From: Marc Murray (MOH)
Subject: Re: [Health] High Level Database architecture question
Date: Wed, 05 Oct 2016 16:09:21 -0500

On Wed, 2016-10-05 at 12:20 -0400, Vernon Oberholzer wrote:
Hi,

Traditionally, many healthcare systems have used some form of the
Mumps(M) database. https://en.wikipedia.org/wiki/MUMPS
This database is not a traditional relational database, and is
claimed to be particularly well suited to healthcare data because
of it's flexibility and speed.

With GNU Health using the Postgresql relational database as it's
foundation, have there been any issues relating to flexibility or
performance, or have these factors been satisfactory thus far ?

Thank-you,
-Vernon


Dear Vernon,

I have been using GNU Health (you know, Tryton, PostgreSQL and the lot) in production for nearly 2 years.

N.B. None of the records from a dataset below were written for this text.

//! queryflight: Asynchronous result cache with request coalescing
//!
//! # Features
//!
//! - **Request coalescing**: at most one producer invocation in flight per
//!   key; every concurrent caller receives the same settled result
//! - **Recency-bounded storage**: fixed-capacity LRU store with O(1)
//!   promote and evict
//! - **Staleness tracking**: a fresh producer run is triggered only when
//!   the cached result has aged out, was invalidated, or a refresh is forced
//! - **Subscriber fan-out**: long-lived listeners notified on every
//!   successful settle for their key
//! - **Metrics integration** via the `metrics` or `tracing` features
//!
//! # Quick Start
//!
//! ```rust,no_run
//! use queryflight::prelude::*;
//!
//! #[tokio::main]
//! async fn main() -> Result<()> {
//!     let cache: QueryCache<String> = QueryCache::new();
//!
//!     let user = cache
//!         .resolve("user:42", || async {
//!             // stand-in for the real network call
//!             Ok(Fetched::new("Ada Lovelace".to_string()))
//!         })
//!         .await?;
//!
//!     println!("Got: {}", user.value);
//!     Ok(())
//! }
//! ```

mod coordinator;

// Re-export core
pub use queryflight_core::*;

// Re-export storage
pub use queryflight_store::LruStore;

// Export coordinator
pub use coordinator::QueryCache;

/// Prelude for convenient imports
pub mod prelude {
    pub use crate::{
        CacheConfig, CacheError, CacheStats, ChannelSubscriber, Fetched, QueryCache, RequestSeq,
        ResolveOpts, ResolveOptions, Result, Scope, Stage, Subscribe, SubscriberHandle,
    };
}
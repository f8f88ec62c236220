//! In-flight producer drive and settle fan-out

use std::future::Future;
use std::sync::Arc;

use tokio::time::Instant;

use queryflight_core::{CacheMetrics, EntryCell, Fetched, Result, Stage};

use super::Shared;

/// Drive one producer run to settlement on its own task
///
/// The task owns its entry handle, so waiters parked on this generation are
/// served even if the store has since evicted or replaced the entry. The
/// task also runs to completion when every waiter stops listening; a shared
/// run is never cancelled on behalf of one caller.
pub(super) fn spawn<V, M, Met, Fut>(
    shared: Arc<Shared<V, M>>,
    metrics: Arc<Met>,
    cell: EntryCell<V, M>,
    key: String,
    producing: Fut,
) where
    V: Clone + Send + Sync + 'static,
    M: Clone + Send + Sync + 'static,
    Met: CacheMetrics,
    Fut: Future<Output = Result<Fetched<V, M>>> + Send + 'static,
{
    tokio::spawn(async move {
        let started = Instant::now();
        match producing.await {
            Ok(settled) => {
                // Snapshot under the lock, fan out without it: a waiter or
                // subscriber re-entering the coordinator must not find the
                // queue mid-drain.
                let (waiters, subscribers) = {
                    let mut entry = cell.lock();
                    entry.stage = Stage::Active;
                    entry.expires_at = Instant::now() + entry.stale_time;
                    entry.result = Some(settled.clone());
                    let waiters = std::mem::take(&mut entry.waiters);
                    let subscribers = entry.subscribers.snapshot();
                    (waiters, subscribers)
                };
                // FIFO drain; a dropped receiver just stopped waiting
                for waiter in waiters {
                    let _ = waiter.send(Ok(settled.clone()));
                }
                // Each subscriber independently; one failure never aborts
                // delivery to the rest
                for subscriber in subscribers {
                    let _ = subscriber.notify(settled.clone(), &key).await;
                }
                metrics.record_settle(&key, true, started.elapsed());
            }
            Err(err) => {
                let waiters = {
                    let mut entry = cell.lock();
                    entry.stage = Stage::Inactive;
                    std::mem::take(&mut entry.waiters)
                };
                // Failures reach only the current batch of waiters, never
                // the subscriber set
                for waiter in waiters {
                    let _ = waiter.send(Err(err.clone()));
                }
                shared.counters.write().failures += 1;
                metrics.record_settle(&key, false, started.elapsed());
            }
        }
    });
}
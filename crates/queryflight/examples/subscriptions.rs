use queryflight::prelude::*;
use std::time::Duration;

#[tokio::main]
async fn main() -> std::result::Result<(), Box<dyn std::error::Error>> {
    let cache: QueryCache<String> = QueryCache::new();

    // A channel subscriber receives every successful settle for its key,
    // across entry generations, until it unsubscribes.
    let (subscriber, mut updates) = ChannelSubscriber::<String>::new();

    cache
        .resolve(
            ResolveOpts::new()
                .key("dashboard")
                .stale_time(Duration::from_secs(60))
                .subscriber(subscriber.clone()),
            || async { Ok(Fetched::new("v1".to_string())) },
        )
        .await?;

    // A forced refresh replaces the entry; the subscriber follows along.
    cache
        .resolve(
            ResolveOpts::new().key("dashboard").force_refresh(),
            || async { Ok(Fetched::new("v2".to_string())) },
        )
        .await?;

    for _ in 0..2 {
        let (key, update) = updates.recv().await.expect("update delivered");
        println!("[{}] -> {}", key, update.value);
    }

    cache.unsubscribe("dashboard", &subscriber);
    println!("unsubscribed; stats: {:?}", cache.stats());

    Ok(())
}
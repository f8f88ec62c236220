//! Error types for cache operations

use thiserror::Error;

/// Main error type for all cache operations
///
/// `Clone` on purpose: a single producer failure is fanned out to every
/// waiter that joined the in-flight operation.
#[derive(Error, Debug, Clone)]
pub enum CacheError {
    /// The producer future failed
    #[error("producer error: {0}")]
    Producer(String),

    /// The in-flight operation disappeared without settling
    #[error("in-flight operation abandoned")]
    Abandoned,

    /// The caller issued a newer request before this one settled
    #[error("request superseded: issued {issued}, latest {latest}")]
    Superseded { issued: u64, latest: u64 },
}

impl CacheError {
    /// Wrap a producer-side failure
    pub fn producer(reason: impl std::fmt::Display) -> Self {
        CacheError::Producer(reason.to_string())
    }

    /// True for the silent-discard signal of out-of-date requests
    ///
    /// Superseded results are neither success nor failure from the end
    /// user's point of view; callers filter them out before any error
    /// reporting hook runs.
    pub fn is_superseded(&self) -> bool {
        matches!(self, CacheError::Superseded { .. })
    }
}

/// Result type alias for cache operations
pub type Result<T> = std::result::Result<T, CacheError>;

#[cfg(test)]
mod tests {
    use super::*;

    #[test]
    fn test_error_display() {
        let err = CacheError::Producer("connection reset".to_string());
        assert_eq!(err.to_string(), "producer error: connection reset");

        let err = CacheError::Abandoned;
        assert_eq!(err.to_string(), "in-flight operation abandoned");

        let err = CacheError::Superseded {
            issued: 1,
            latest: 2,
        };
        assert_eq!(err.to_string(), "request superseded: issued 1, latest 2");
    }

    #[test]
    fn test_error_clone() {
        let err = CacheError::producer("boom");
        let cloned = err.clone();
        assert_eq!(err.to_string(), cloned.to_string());
    }

    #[test]
    fn test_is_superseded() {
        assert!(CacheError::Superseded { issued: 3, latest: 5 }.is_superseded());
        assert!(!CacheError::Abandoned.is_superseded());
        assert!(!CacheError::producer("x").is_superseded());
    }
}
//! queryflight-store: Bounded LRU storage for queryflight
//!
//! A single data structure lives here: [`LruStore`], the fixed-capacity
//! recency-ordered map the coordinator keeps its entries in. Thread safety
//! is deliberately not this crate's concern; the coordinator owns the store
//! behind its own lock.

mod lru;

pub use lru::{Entries, LruStore};
//! queryflight-core: Core traits and types for the queryflight cache
//!
//! This crate provides the foundational types and traits used throughout
//! the queryflight ecosystem.

mod error;
mod traits;
mod types;

pub use error::{CacheError, Result};
pub use traits::*;
pub use types::*;
use std::sync::atomic::{AtomicBool, Ordering};

use async_trait::async_trait;
use dashmap::DashMap;

use super::error::SinkError;
use super::traits::Destination;

/// Concurrent in-memory destination using DashMap
///
/// Items are grouped by producing branch. Within one branch the arrival
/// order is preserved; across branches there is no ordering.
pub struct CollectingSink<T> {
    items: DashMap<usize, Vec<T>>,
    finished: AtomicBool,
}

impl<T> CollectingSink<T> {
    /// Create a new empty sink
    pub fn new() -> Self {
        Self {
            items: DashMap::new(),
            finished: AtomicBool::new(false),
        }
    }

    /// Whether `finish` has been called
    pub fn is_finished(&self) -> bool {
        self.finished.load(Ordering::Acquire)
    }

    /// Total number of items received from all branches
    pub fn len(&self) -> usize {
        self.items.iter().map(|entry| entry.value().len()).sum()
    }

    pub fn is_empty(&self) -> bool {
        self.len() == 0
    }
}

impl<T: Clone> CollectingSink<T> {
    /// Items received from one branch, in arrival order
    pub fn items_for(&self, branch: usize) -> Vec<T> {
        self.items
            .get(&branch)
            .map(|r| r.value().clone())
            .unwrap_or_default()
    }

    /// All items, grouped by ascending branch index
    pub fn items(&self) -> Vec<T> {
        let mut branches: Vec<usize> = self.items.iter().map(|entry| *entry.key()).collect();
        branches.sort_unstable();

        branches
            .into_iter()
            .flat_map(|branch| self.items_for(branch))
            .collect()
    }
}

impl<T> Default for CollectingSink<T> {
    fn default() -> Self {
        Self::new()
    }
}

#[async_trait]
impl<T: Send + Sync + 'static> Destination<T> for CollectingSink<T> {
    async fn send(&self, branch: usize, item: T) -> Result<(), SinkError> {
        if self.is_finished() {
            return Err(SinkError::Finished);
        }

        // DashMap holds a per-shard lock for the duration of the push
        self.items.entry(branch).or_default().push(item);
        Ok(())
    }

    async fn finish(&self) -> Result<(), SinkError> {
        self.finished.store(true, Ordering::Release);
        Ok(())
    }
}
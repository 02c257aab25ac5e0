use thiserror::Error;

use crate::io::IoError;
use crate::pipeline::PipelineError;

/// Top-level application errors unifying all layer errors
#[derive(Error, Debug)]
pub enum AppError {
    #[error("Input error: {0}")]
    Input(#[from] IoError),

    #[error("Pipeline error: {0}")]
    Pipeline(#[from] PipelineError),

    #[error("Input aborted after {0} records")]
    InputAborted(usize),

    #[error("Invalid arguments: {0}")]
    InvalidArguments(String),
}

#[cfg(test)]
mod tests {
    use super::*;
    use crate::domain::BranchFailure;

    #[test]
    fn error_display_formats_correctly() {
        assert_eq!(
            AppError::InvalidArguments("missing file".to_string()).to_string(),
            "Invalid arguments: missing file"
        );
        assert_eq!(
            AppError::InputAborted(4).to_string(),
            "Input aborted after 4 records"
        );
    }

    #[test]
    fn pipeline_error_conversion() {
        let pipeline_err = PipelineError::Branch {
            branch: 1,
            failure: BranchFailure::invalid_payload("nope"),
        };
        let app_err = AppError::from(pipeline_err);

        assert_eq!(
            app_err.to_string(),
            "Pipeline error: Branch 1 failed: invalid.payload: cannot handle: nope"
        );
    }

    #[test]
    fn input_error_conversion() {
        let app_err = AppError::from(IoError::InvalidIndex("x".to_string()));

        match app_err {
            AppError::Input(IoError::InvalidIndex(_)) => {}
            _ => panic!("Expected Input error variant"),
        }
    }
}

Currently, I have about 80 users across 5 installations and those numbers are increasing weekly. Flexibility with PostgreSQL or the Tryton ecosystem has never been an problem at all. One of the things that makes Postgres awesome is that one can do schema modifications within a transaction. And, if you really want to store unstructured data (e.g. key:value pairs as offered by MUMPS), you can use the hstore or jsonb formats, native to Postgres.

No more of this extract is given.